→ EXERCISE PROMPT
What lines below contain the word "pointers"? Please pull each one out.

→ GIVEN RECORDS
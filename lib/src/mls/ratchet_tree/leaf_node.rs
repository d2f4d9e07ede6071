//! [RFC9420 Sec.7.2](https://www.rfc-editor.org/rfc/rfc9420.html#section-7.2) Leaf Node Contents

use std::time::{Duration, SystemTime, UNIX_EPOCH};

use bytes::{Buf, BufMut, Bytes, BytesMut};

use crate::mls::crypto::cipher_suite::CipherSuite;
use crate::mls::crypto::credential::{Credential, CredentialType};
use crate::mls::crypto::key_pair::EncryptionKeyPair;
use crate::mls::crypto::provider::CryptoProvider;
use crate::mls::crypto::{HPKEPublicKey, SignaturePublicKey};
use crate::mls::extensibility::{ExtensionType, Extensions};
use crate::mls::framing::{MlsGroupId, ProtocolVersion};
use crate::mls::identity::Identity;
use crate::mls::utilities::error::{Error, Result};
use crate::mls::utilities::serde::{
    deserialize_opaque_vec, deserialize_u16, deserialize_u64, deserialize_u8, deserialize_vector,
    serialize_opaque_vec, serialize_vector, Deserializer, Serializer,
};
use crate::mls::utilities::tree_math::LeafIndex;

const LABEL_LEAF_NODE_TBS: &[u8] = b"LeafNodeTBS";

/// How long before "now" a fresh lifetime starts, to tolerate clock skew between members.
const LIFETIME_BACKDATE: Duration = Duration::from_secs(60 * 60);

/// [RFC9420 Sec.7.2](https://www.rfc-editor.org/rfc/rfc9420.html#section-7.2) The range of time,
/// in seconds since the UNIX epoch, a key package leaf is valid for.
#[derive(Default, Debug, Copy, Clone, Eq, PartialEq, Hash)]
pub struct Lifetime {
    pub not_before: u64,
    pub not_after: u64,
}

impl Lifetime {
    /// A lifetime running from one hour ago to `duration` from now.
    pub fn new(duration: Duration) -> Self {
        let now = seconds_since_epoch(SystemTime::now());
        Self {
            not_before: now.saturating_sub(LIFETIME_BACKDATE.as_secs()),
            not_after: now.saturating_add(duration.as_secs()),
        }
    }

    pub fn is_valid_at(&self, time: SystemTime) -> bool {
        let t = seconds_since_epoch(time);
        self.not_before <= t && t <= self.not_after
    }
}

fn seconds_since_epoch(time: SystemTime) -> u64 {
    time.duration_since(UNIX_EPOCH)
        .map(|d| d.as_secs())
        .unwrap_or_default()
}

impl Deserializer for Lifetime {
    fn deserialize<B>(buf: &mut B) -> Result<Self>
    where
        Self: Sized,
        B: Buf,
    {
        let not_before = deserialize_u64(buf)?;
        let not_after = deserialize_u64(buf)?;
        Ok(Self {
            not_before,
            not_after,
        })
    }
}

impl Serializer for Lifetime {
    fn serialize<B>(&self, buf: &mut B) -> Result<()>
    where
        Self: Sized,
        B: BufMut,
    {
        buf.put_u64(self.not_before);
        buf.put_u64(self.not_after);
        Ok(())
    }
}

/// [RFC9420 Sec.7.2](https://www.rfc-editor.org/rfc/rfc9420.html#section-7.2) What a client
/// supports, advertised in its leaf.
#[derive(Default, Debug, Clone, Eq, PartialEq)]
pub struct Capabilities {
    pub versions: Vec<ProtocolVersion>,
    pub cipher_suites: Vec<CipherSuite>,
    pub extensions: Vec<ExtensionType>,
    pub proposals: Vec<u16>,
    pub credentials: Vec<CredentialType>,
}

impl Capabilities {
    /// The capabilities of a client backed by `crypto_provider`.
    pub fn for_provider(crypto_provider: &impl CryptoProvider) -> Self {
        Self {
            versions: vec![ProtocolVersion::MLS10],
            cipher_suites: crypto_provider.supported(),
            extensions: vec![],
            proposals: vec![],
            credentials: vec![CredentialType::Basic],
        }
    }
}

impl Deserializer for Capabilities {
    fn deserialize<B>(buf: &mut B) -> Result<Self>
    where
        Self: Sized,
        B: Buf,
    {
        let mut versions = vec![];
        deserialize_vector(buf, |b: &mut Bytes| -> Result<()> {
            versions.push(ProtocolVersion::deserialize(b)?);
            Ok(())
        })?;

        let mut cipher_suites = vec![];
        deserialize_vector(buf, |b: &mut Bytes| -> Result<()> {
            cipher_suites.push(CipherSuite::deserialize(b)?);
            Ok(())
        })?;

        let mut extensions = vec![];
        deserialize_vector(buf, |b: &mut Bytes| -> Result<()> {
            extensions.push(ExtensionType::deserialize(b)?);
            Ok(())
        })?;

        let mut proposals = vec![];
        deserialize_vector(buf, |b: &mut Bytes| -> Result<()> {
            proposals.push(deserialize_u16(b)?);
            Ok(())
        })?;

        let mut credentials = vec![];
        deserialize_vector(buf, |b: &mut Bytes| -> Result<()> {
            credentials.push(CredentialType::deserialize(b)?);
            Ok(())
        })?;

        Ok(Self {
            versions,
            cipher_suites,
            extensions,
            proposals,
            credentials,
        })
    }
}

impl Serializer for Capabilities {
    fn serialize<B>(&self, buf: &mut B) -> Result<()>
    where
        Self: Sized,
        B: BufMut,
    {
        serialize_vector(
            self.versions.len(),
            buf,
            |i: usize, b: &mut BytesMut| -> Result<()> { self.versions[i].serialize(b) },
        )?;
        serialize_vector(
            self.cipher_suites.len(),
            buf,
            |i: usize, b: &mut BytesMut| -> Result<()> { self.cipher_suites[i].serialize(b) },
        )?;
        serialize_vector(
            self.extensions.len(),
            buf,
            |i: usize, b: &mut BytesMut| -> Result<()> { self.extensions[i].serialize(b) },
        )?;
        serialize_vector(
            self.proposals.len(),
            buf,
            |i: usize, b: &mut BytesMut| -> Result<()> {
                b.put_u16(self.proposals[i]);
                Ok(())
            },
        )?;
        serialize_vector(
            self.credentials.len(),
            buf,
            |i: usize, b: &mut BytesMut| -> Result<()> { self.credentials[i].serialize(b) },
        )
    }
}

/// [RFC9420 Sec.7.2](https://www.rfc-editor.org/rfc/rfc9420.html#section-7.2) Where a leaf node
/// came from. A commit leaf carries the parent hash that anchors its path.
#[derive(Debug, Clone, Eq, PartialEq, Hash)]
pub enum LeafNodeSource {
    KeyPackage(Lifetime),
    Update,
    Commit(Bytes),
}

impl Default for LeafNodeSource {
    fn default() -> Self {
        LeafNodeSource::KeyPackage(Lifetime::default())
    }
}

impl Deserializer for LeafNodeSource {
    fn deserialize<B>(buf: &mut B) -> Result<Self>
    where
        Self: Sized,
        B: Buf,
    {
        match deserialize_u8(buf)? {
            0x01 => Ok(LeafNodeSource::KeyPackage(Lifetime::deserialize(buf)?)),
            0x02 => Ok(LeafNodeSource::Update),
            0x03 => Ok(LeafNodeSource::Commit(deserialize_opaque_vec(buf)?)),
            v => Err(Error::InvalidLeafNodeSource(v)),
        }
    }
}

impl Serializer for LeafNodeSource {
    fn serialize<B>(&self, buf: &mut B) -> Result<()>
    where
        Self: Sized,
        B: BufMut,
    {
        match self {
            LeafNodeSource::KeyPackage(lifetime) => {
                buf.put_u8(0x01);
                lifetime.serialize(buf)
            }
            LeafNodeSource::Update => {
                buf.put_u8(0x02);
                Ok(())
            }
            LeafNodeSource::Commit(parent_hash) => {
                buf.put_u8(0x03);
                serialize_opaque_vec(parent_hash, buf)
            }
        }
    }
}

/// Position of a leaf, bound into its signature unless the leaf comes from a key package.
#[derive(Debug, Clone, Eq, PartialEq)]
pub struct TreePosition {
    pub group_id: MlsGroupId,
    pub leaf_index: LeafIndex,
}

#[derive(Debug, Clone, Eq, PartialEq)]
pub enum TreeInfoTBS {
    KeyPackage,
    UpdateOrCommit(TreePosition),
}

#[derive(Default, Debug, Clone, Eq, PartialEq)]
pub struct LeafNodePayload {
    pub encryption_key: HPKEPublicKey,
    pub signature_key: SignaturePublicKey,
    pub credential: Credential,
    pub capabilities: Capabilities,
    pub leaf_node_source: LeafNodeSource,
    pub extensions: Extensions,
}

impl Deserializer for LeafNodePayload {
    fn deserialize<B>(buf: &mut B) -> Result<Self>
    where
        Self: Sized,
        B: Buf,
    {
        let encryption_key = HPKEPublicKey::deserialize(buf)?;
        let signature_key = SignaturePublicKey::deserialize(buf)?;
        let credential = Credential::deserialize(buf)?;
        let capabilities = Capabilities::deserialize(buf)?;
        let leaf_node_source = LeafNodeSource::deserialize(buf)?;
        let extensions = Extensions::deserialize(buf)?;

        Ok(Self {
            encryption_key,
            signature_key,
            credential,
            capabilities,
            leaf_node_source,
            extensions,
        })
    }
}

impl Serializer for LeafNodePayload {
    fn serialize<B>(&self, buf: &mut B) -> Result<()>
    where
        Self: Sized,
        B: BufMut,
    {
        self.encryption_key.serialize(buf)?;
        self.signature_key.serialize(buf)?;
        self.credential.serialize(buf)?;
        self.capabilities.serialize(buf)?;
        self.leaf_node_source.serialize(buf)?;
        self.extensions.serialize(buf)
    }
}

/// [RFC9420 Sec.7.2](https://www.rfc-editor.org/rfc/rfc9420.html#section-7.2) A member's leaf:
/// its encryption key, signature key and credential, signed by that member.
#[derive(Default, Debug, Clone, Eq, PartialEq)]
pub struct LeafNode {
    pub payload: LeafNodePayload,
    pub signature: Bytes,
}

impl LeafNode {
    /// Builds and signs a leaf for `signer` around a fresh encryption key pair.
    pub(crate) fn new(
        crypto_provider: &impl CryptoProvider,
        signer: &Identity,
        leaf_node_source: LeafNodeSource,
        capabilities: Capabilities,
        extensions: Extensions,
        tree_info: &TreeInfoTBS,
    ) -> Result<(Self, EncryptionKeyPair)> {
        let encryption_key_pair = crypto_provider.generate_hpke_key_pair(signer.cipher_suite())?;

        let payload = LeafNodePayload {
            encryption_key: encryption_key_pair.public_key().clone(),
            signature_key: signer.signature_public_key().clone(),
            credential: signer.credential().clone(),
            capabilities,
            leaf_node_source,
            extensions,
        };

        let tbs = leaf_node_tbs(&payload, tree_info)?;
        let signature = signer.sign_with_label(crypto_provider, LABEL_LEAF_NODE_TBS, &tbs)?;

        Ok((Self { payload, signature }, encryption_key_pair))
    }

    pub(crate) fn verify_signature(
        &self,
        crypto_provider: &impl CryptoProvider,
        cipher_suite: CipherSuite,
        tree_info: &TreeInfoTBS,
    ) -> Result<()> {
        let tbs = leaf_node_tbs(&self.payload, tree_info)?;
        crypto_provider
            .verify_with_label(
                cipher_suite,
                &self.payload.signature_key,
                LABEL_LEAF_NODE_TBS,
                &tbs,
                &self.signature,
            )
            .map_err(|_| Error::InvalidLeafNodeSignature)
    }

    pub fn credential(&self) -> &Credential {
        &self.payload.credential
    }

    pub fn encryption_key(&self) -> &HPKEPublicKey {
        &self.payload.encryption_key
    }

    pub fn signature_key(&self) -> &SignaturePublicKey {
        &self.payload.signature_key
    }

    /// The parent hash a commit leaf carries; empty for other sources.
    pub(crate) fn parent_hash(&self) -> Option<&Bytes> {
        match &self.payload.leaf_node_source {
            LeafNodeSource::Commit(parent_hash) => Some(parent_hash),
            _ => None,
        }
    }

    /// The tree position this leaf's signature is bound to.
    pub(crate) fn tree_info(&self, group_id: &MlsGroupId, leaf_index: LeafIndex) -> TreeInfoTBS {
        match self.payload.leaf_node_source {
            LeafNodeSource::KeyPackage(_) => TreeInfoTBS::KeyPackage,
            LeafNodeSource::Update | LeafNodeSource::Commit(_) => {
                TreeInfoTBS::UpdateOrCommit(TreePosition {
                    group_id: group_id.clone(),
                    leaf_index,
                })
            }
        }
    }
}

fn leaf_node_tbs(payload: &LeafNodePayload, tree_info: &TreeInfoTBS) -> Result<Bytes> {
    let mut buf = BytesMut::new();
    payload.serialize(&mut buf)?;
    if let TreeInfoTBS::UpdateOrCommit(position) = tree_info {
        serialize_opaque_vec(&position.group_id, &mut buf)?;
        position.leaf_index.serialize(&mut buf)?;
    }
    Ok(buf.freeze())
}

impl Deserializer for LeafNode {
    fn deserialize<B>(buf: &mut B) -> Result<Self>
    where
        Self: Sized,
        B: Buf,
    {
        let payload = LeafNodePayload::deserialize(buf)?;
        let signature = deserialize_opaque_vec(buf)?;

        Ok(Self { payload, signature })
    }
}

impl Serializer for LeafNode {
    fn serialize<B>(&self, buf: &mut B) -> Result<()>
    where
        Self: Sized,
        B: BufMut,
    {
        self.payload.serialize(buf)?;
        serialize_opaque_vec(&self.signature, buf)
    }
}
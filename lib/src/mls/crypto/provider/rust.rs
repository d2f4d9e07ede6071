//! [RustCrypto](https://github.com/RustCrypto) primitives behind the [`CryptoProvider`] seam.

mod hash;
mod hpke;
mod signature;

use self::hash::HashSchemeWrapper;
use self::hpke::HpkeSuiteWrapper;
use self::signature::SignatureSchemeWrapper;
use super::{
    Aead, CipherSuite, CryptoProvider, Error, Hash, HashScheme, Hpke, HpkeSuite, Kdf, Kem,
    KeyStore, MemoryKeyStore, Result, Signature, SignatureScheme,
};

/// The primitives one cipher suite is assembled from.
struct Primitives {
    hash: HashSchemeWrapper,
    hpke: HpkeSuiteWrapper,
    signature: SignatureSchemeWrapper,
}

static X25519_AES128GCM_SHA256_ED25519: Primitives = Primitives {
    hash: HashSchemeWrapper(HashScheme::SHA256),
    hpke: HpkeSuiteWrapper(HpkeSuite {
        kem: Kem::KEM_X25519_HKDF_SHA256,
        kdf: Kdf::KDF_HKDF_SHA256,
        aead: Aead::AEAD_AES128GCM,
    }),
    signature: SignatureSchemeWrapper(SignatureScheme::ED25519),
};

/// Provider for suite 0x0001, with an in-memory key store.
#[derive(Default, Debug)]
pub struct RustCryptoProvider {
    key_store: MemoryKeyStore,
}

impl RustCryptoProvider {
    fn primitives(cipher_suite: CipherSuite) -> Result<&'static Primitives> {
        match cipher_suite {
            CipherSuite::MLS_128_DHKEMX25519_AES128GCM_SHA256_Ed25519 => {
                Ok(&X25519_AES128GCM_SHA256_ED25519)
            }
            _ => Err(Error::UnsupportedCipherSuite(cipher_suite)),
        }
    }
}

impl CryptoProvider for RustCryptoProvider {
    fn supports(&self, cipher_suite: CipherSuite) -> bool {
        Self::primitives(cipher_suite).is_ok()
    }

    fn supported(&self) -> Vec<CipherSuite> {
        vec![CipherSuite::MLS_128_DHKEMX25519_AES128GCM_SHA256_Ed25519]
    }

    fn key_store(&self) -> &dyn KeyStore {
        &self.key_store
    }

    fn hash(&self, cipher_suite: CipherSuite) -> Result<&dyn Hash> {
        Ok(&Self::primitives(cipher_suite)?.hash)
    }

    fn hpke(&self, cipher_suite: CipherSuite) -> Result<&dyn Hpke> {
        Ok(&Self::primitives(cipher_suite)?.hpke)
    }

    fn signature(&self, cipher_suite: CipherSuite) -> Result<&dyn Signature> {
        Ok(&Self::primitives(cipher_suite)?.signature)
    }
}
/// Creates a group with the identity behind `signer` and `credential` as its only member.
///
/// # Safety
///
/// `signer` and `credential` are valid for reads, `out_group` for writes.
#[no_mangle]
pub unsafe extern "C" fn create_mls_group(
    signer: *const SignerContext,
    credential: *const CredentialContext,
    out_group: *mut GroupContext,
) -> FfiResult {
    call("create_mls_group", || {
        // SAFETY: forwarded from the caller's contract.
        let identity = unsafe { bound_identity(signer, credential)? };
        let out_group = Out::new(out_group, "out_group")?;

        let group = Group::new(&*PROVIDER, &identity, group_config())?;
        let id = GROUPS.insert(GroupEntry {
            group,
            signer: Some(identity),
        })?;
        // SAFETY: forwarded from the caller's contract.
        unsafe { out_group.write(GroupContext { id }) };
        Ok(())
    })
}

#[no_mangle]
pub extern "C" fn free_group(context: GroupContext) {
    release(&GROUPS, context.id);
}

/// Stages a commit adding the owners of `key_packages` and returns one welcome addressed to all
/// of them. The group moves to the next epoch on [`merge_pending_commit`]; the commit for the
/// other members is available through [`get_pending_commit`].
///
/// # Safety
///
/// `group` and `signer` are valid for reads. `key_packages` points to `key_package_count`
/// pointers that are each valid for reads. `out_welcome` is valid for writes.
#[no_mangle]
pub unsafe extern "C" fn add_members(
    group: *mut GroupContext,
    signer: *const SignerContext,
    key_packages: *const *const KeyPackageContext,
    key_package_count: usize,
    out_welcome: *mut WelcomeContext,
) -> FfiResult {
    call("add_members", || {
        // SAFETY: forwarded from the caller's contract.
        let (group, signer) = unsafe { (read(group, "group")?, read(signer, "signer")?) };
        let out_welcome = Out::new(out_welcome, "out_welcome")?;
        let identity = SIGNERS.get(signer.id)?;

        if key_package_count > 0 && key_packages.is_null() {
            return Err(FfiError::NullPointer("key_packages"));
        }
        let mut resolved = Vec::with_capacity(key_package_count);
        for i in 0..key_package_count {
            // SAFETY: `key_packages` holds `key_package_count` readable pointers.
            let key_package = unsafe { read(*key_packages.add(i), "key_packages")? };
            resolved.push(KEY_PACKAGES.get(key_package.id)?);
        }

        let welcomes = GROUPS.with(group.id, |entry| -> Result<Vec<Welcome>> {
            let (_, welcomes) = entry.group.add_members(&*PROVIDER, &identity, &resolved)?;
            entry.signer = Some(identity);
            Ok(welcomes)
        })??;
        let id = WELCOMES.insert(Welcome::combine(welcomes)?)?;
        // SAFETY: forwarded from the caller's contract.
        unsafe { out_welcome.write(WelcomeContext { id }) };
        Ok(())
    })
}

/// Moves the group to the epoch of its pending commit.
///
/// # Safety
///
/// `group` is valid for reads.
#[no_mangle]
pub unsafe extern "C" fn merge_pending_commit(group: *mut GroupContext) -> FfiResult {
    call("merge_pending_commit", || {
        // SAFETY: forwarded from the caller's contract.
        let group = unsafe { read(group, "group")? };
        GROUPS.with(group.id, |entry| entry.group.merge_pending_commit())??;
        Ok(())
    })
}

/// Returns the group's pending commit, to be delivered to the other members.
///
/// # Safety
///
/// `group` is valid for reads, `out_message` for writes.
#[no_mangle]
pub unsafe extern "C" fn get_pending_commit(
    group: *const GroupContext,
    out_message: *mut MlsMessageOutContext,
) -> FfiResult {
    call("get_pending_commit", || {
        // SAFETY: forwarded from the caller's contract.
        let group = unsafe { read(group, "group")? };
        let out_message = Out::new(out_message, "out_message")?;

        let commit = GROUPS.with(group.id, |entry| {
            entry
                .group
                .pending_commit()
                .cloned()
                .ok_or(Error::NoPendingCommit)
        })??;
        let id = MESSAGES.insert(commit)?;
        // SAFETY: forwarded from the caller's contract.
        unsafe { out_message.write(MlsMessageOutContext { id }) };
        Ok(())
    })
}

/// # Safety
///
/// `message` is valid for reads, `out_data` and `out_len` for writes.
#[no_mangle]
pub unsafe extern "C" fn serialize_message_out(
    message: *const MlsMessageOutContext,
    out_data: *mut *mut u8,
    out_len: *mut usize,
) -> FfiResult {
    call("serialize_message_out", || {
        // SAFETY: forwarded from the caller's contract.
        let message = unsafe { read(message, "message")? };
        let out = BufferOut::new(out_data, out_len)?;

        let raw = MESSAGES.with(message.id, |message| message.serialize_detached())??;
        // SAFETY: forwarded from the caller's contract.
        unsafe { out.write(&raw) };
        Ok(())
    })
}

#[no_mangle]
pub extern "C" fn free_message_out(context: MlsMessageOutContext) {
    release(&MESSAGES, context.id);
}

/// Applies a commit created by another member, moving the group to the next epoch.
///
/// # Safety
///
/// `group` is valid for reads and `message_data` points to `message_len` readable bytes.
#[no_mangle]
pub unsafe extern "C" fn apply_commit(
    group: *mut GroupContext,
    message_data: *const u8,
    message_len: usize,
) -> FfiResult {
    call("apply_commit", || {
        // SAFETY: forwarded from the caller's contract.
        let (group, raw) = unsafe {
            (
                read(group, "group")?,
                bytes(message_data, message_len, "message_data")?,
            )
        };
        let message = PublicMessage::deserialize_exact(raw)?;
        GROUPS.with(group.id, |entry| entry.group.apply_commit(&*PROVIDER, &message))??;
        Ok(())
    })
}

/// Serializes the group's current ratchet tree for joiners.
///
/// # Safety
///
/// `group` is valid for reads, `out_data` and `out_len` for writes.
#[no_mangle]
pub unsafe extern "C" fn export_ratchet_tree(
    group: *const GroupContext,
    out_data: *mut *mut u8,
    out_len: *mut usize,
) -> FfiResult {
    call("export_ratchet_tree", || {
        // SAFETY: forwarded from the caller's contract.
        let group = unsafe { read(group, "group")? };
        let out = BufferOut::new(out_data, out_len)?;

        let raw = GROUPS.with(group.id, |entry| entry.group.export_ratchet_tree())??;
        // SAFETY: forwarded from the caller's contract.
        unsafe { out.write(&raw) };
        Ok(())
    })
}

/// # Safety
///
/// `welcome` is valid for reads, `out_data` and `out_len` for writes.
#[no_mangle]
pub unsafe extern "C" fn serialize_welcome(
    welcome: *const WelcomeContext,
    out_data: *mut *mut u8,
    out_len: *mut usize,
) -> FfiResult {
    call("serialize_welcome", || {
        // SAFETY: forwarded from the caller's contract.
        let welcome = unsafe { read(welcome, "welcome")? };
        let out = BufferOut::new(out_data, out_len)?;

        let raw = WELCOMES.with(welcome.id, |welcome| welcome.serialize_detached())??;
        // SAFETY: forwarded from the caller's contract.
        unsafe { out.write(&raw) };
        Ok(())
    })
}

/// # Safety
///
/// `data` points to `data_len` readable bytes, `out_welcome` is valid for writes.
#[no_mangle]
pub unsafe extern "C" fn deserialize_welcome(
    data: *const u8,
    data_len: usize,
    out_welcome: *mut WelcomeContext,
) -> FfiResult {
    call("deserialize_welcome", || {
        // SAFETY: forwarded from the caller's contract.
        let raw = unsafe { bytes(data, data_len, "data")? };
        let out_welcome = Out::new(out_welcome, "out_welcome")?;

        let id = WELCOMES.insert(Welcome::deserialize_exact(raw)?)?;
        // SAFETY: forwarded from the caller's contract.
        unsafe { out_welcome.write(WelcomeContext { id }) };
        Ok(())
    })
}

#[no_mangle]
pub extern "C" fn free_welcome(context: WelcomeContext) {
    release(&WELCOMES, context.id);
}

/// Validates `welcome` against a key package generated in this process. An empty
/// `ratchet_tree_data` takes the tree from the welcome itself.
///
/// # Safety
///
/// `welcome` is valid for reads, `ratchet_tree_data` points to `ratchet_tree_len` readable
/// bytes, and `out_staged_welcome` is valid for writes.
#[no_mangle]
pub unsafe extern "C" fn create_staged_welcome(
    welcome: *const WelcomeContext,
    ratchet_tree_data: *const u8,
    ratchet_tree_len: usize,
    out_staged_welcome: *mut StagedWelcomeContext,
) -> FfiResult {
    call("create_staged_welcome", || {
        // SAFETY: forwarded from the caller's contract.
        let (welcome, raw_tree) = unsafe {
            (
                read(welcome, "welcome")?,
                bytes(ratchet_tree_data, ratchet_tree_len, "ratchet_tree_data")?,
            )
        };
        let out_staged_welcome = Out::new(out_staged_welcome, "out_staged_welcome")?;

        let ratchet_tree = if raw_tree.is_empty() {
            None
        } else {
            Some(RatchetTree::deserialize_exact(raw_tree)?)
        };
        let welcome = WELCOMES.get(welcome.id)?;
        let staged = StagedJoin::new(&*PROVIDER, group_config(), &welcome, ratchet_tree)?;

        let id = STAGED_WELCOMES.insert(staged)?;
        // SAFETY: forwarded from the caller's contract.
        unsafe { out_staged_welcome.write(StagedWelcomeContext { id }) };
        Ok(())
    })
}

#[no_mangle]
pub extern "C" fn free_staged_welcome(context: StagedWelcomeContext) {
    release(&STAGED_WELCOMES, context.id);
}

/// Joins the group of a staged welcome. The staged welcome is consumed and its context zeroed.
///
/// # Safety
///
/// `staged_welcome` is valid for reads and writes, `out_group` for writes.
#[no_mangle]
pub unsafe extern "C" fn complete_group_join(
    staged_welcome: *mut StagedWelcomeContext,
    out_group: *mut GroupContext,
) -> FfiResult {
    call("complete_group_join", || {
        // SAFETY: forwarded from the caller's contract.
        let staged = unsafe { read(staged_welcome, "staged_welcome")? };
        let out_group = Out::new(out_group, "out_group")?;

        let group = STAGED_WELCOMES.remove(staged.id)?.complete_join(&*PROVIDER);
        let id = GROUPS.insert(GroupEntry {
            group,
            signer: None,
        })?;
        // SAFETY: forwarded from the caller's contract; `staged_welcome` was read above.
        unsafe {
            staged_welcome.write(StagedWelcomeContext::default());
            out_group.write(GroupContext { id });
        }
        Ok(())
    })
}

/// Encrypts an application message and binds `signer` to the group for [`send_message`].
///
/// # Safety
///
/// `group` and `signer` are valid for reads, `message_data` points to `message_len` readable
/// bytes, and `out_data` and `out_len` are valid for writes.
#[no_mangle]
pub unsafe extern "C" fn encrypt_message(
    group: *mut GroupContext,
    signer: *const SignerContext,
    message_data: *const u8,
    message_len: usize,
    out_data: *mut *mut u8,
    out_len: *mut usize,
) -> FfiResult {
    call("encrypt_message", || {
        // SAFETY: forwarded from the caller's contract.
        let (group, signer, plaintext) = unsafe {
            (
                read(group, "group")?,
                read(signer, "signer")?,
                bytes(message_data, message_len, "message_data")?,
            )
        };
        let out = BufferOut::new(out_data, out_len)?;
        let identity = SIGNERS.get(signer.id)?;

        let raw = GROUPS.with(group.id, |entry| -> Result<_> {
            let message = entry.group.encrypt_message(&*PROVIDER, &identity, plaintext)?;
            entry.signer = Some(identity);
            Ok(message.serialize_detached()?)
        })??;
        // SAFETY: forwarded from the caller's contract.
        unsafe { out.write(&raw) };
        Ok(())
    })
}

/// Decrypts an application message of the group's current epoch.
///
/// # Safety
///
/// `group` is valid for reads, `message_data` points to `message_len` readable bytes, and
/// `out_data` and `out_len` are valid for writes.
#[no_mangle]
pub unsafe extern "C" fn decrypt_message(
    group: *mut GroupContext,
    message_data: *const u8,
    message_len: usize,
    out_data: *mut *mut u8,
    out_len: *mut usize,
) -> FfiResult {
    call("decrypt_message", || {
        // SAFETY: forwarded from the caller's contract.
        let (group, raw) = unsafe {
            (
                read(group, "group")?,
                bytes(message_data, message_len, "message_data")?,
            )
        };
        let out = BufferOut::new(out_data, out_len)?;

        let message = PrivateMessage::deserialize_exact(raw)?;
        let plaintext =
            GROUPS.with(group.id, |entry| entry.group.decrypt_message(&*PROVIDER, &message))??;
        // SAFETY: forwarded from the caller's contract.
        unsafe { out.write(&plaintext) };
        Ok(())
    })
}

→ WRITTEN RESPONSE
/// pointers that are each valid for reads. `out_welcome` is valid for writes.
            // SAFETY: `key_packages` holds `key_package_count` readable pointers.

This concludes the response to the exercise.